The days of easy credit are long gone. But, the days of bad credit report information are still here. Bad credit info, when credit is tightening, is a recipe for financial disaster.
Why Will Credit Be Hard To Get?
The government may not want to admit this, but the economy is going through another Great Depression. That means credit becomes a lot harder to get, the costs get a lot higher, and the terms become a lot tougher.
Banks do not want you to know credit is a zero sum game.
If you get credit, someone else does not. This is because credit comes from the economy. A big economy means lots of credit. A shrinking economy (like now) means less credit... for everyone. Don't be fooled! Your credit card may seem like nothing has changed, but credit will be harder to get as the economy continues to shrink! Who will be left out? Will it be YOU!
To decide who gets the priority for credit, banks use the credit score, credit report, and credit history. Each can change at any moment!
Just because you have credit today, does not mean you will have it when you really need it. You must protect yourself!
What Can I Do?
The credit and debit card, mortgage and finance companies have tremendous power over you when you use their credit. They have the courts and the law on their side with their legal departments and access to politicians. However, that doesn't mean you are powerless to protect yourself. But, you must understand it is not free.
Just as the banks pay to protect themselves, you will have to do the same.
Be informed. Learn how the banks and credit card companies work. Learn the tricks and inside information to give yourself a better chance over everyone else. For instance, you could try the 37 Days to Clean Credit e-book.
A more direct approach to make sure you have access to credit is to use theft protection and credit monitoring. It is best to take advantage of these services now to find out what works best. When credit really becomes tight, you will not have the luxury of time to learn how to use these services to your advantage.
A little preparation today may mean the difference between poverty and prosperity tomorrow!
I've Got Protection and Monitoring... Now What?
Make sure you use credit as best you can. Do not waste it on temporary enjoyments or brief indulgences.
Never forget that using credit puts you in DEBT!
When you use it, ask yourself, "Does it make sense to take out a loan for what I am about to purchase?" For instance, if you want to go to a party, does it make sense to take out a loan to pay for gas, or buy new clothes? The debt may be around long after the party!
Too many use credit to extend a party that has long since ended. They go into debt for luxury items, for trips, for fun and enjoyment. While it is fine when credit is easy to get, it is disastrous when credit becomes scarce.
Do you want to regret taking out that loan for a vacation when you can't get a loan to keep the lights on in your home?
Use your credit today on value. Get things with practical, long-lasting value. Don't be tempted with fads and fashions. That is how you overuse credit. Banks want you to overuse credit the way fast food companies want you to overeat! Don't fall into their trap!
What is a credit score?
A credit score is a numerical index. It represents an estimate, of an individual's financial creditworthiness. It comes from a subset of the information, in an individual's credit report. Lenders, such as banks and credit card companies, use credit scores to determine credit limits and interest rates for loans. What considered good credit score?
Predominant credit score.
The best-known credit score, in the United States, is the FICO score. It is calculated using a mathematical formula, developed by the Fair Isaac Corporation.
The three major, American, credit report agencies (Equifax, Experian and Trans Union) all use variations of this scoring formula. Each uses it under a different name. The best-known are the Beacon score and the Emperica score.

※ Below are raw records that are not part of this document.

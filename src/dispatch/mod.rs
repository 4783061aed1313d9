// src/dispatch/mod.rs
//! # Dispatch engine
//!
//! Catalog → work-unit builder → per-fetcher queues → fetcher pools →
//! per-item coordinators → aggregator → caller.
//!
//! A run lives under one root `CancellationToken`; every item gets a child
//! token. Resolving an item cancels its child, cancelling the root cascades
//! to every item and stops all pools.

pub mod aggregator;
pub mod builder;
pub mod coordinator;
pub mod pool;

use metrics::{counter, describe_counter, describe_gauge, describe_histogram};
use once_cell::sync::OnceCell;
use std::collections::BTreeMap;
use std::sync::Arc;
use std::time::Duration;
use tokio::sync::mpsc;
use tokio::task::{JoinHandle, JoinSet};
use tokio_util::sync::CancellationToken;

use crate::catalog::Catalog;
use crate::config::DispatchSettings;
use crate::error::AttemptError;
use crate::scrape::PageFetcher;
use crate::types::{Outcome, Resolution, Task};

pub use aggregator::RunSummary;
pub use builder::WorkPlan;
pub use coordinator::ItemState;

/// One-time metrics registration (so series show up on /metrics).
fn ensure_metrics_described() {
    static ONCE: OnceCell<()> = OnceCell::new();
    ONCE.get_or_init(|| {
        describe_counter!(
            "dispatch_attempts_total",
            "Fetch attempts by fetcher and status."
        );
        describe_histogram!(
            "dispatch_attempt_ms",
            "Fetch+parse attempt duration in milliseconds."
        );
        describe_counter!(
            "dispatch_resolutions_total",
            "Item resolutions by status."
        );
        describe_counter!(
            "dispatch_skipped_items_total",
            "Items skipped because no source was eligible."
        );
        describe_gauge!(
            "dispatch_last_run_ts",
            "Unix ts when a dispatch run last finished."
        );
    });
}

/// Entry point: holds the transport and settings, starts runs.
#[derive(Clone)]
pub struct Dispatcher {
    transport: Arc<dyn PageFetcher>,
    settings: DispatchSettings,
}

impl Dispatcher {
    pub fn new(transport: Arc<dyn PageFetcher>, settings: DispatchSettings) -> Self {
        Self {
            transport,
            settings,
        }
    }

    pub fn settings(&self) -> &DispatchSettings {
        &self.settings
    }

    /// Start a run under a fresh root scope. Must be called inside a Tokio runtime.
    pub fn dispatch(&self, catalog: Arc<Catalog>) -> Dispatch {
        self.dispatch_with_cancel(catalog, &CancellationToken::new())
    }

    /// Start a run whose root scope is a child of `parent`: cancelling
    /// `parent` shuts the run down, while `Dispatch::cancel` leaves `parent` alone.
    pub fn dispatch_with_cancel(&self, catalog: Arc<Catalog>, parent: &CancellationToken) -> Dispatch {
        ensure_metrics_described();

        let root = parent.child_token();
        let plan = builder::build(&catalog, self.settings.shuffle_tasks);
        let expected = plan.item_count();

        if !plan.skipped.is_empty() {
            counter!("dispatch_skipped_items_total").increment(plan.skipped.len() as u64);
            tracing::debug!(target: "dispatch", skipped = ?plan.skipped, "items without eligible sources");
        }
        tracing::info!(
            target: "dispatch",
            items = expected,
            tasks = plan.task_count(),
            fetchers = plan.queues.len(),
            "dispatch run starting"
        );

        let (res_tx, res_rx) = mpsc::channel(expected.max(1));
        let (out_tx, out_rx) = mpsc::channel(expected.max(1));
        let mut tasks = JoinSet::new();

        // One coordinator per eligible item, each owning its scope and outcome receiver.
        let mut bindings: BTreeMap<String, (CancellationToken, mpsc::Sender<Outcome>)> =
            BTreeMap::new();
        for (item_id, &n) in &plan.expected {
            let scope = root.child_token();
            let (tx, rx) = mpsc::channel(n.max(1));
            bindings.insert(item_id.clone(), (scope.clone(), tx));
            tasks.spawn({
                let c = coordinator::Coordinator {
                    item_id: item_id.clone(),
                    expected: n,
                    scope,
                    root: root.clone(),
                    outcomes: rx,
                    resolutions: res_tx.clone(),
                };
                async move {
                    c.run().await;
                }
            });
        }
        drop(res_tx);

        let ctx = pool::PoolContext {
            transport: Arc::clone(&self.transport),
            fetch_timeout: self.settings.fetch_timeout,
            root: root.clone(),
        };
        let WorkPlan { queues, .. } = plan;
        for (name, queue) in queues {
            // Builder only emits tasks for fetchers that exist and are enabled.
            let Some(fetcher) = catalog.fetcher(&name).cloned() else {
                continue;
            };
            let jobs = queue
                .into_iter()
                .filter_map(|task| {
                    let (scope, tx) = bindings.get(&task.item_id)?;
                    Some(pool::Job {
                        scope: scope.clone(),
                        outcomes: tx.clone(),
                        task,
                    })
                })
                .collect();
            pool::spawn_pool(&mut tasks, fetcher, jobs, ctx.clone());
        }
        // Only jobs hold outcome senders from here on: an item's channel
        // closes once all of its jobs are consumed or dropped.
        drop(bindings);

        let aggregator = tokio::spawn(aggregator::run(res_rx, out_tx, expected, root.clone()));

        Dispatch {
            resolutions: out_rx,
            root,
            tasks,
            aggregator: Some(aggregator),
            expected,
            grace: self.settings.shutdown_grace,
        }
    }

    /// Race every enabled source of one item directly, without pools.
    ///
    /// Sources whose fetcher is missing or disabled report a `Disabled`
    /// outcome without any I/O. The usual winner rule applies; remaining
    /// attempts are cancelled as soon as the item resolves. Returns `None`
    /// for an unknown item, an item with no enabled source, or when `scope`
    /// is cancelled first.
    pub async fn race_item(
        &self,
        catalog: &Catalog,
        item_id: &str,
        scope: &CancellationToken,
    ) -> Option<Resolution> {
        let item = catalog.item(item_id)?;
        let sources: Vec<_> = item.sources.iter().filter(|s| !s.disabled).collect();
        if item.disabled || sources.is_empty() {
            return None;
        }

        let item_scope = scope.child_token();
        let (tx, rx) = mpsc::channel(sources.len());
        let (res_tx, mut res_rx) = mpsc::channel(1);
        let mut set = JoinSet::new();

        for src in sources {
            let task = Task {
                item_id: item.id.clone(),
                url: src.url.clone(),
                fetcher: src.fetcher.clone(),
            };
            let fetcher = catalog.fetcher(&src.fetcher).cloned();
            let transport = Arc::clone(&self.transport);
            let timeout = self.settings.fetch_timeout;
            let scope = item_scope.clone();
            let tx = tx.clone();
            set.spawn(async move {
                let outcome = match fetcher {
                    Some(f) => pool::attempt(&f, &task, &scope, transport.as_ref(), timeout).await,
                    None => {
                        let fetcher = task.fetcher.clone();
                        pool::synthetic(&task, AttemptError::Disabled { fetcher })
                    }
                };
                pool::record(&outcome);
                let _ = tx.send(outcome).await;
            });
        }
        drop(tx);

        let c = coordinator::Coordinator {
            item_id: item.id.clone(),
            expected: set.len(),
            scope: item_scope.clone(),
            root: scope.clone(),
            outcomes: rx,
            resolutions: res_tx,
        };
        set.spawn(async move {
            c.run().await;
        });

        let resolution = res_rx.recv().await;
        item_scope.cancel();
        resolution
    }
}

/// Handle on a running dispatch. Resolutions arrive in completion order;
/// `recv` returns `None` once every eligible item has resolved or the run
/// was cancelled. Dropping the handle cancels the run.
pub struct Dispatch {
    resolutions: mpsc::Receiver<Resolution>,
    root: CancellationToken,
    tasks: JoinSet<()>,
    aggregator: Option<JoinHandle<RunSummary>>,
    expected: usize,
    grace: Duration,
}

impl Dispatch {
    /// Number of eligible items, i.e. resolutions a complete run produces.
    pub fn expected(&self) -> usize {
        self.expected
    }

    pub async fn recv(&mut self) -> Option<Resolution> {
        self.resolutions.recv().await
    }

    /// Cancel the whole run: every item scope and every pool.
    pub fn cancel(&self) {
        self.root.cancel();
    }

    pub fn cancellation_token(&self) -> CancellationToken {
        self.root.clone()
    }

    /// Drain the stream until it closes.
    pub async fn collect(mut self) -> Vec<Resolution> {
        let mut out = Vec::with_capacity(self.expected);
        while let Some(r) = self.recv().await {
            out.push(r);
        }
        out
    }

    /// Cancel the run and wait up to the configured grace period for
    /// workers and coordinators to wind down; stragglers are aborted.
    /// Returns the aggregator's summary when it finished in time.
    pub async fn shutdown(mut self) -> Option<RunSummary> {
        self.root.cancel();
        let grace = self.grace;
        let tasks = &mut self.tasks;
        let aggregator = self.aggregator.take();

        let waited = tokio::time::timeout(grace, async move {
            while tasks.join_next().await.is_some() {}
            match aggregator {
                Some(h) => h.await.ok(),
                None => None,
            }
        })
        .await;

        match waited {
            Ok(summary) => summary,
            Err(_) => {
                tracing::warn!(target: "dispatch", ?grace, "shutdown grace elapsed; aborting remaining tasks");
                self.tasks.abort_all();
                None
            }
        }
    }

    /// Wait for the run to finish on its own and return its summary.
    /// Resolutions not yet received are discarded.
    pub async fn finish(mut self) -> Option<RunSummary> {
        while self.resolutions.recv().await.is_some() {}
        while self.tasks.join_next().await.is_some() {}
        match self.aggregator.take() {
            Some(h) => h.await.ok(),
            None => None,
        }
    }
}

impl Drop for Dispatch {
    fn drop(&mut self) {
        self.root.cancel();
        if let Some(h) = &self.aggregator {
            h.abort();
        }
    }
}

A credit score between 650 - 699.
FICO scores.
FICO scores, and its variants, are designed to measure the risk of default. They use various weighted factors:
35% punctuality of payment in the past,
30% capacity used,
This is the ratio of current revolving debt, (e.g. credit card balances) to total available revolving credit (e.g. credit limits).
15% length of credit history,
10% type of credit used (installment, revolving) ,
10% number of credit accounts applied for in the recent past.
The above percentages are approximate. Current income, and employment history, do not influence the FICO score.
Credit score standards.
Each of the major credit reporting agencies has its own method, for calculating credit scores. However, the scoring models are fairly well standardized. A "600" score at one credit reporting agency is roughly equivalent to another.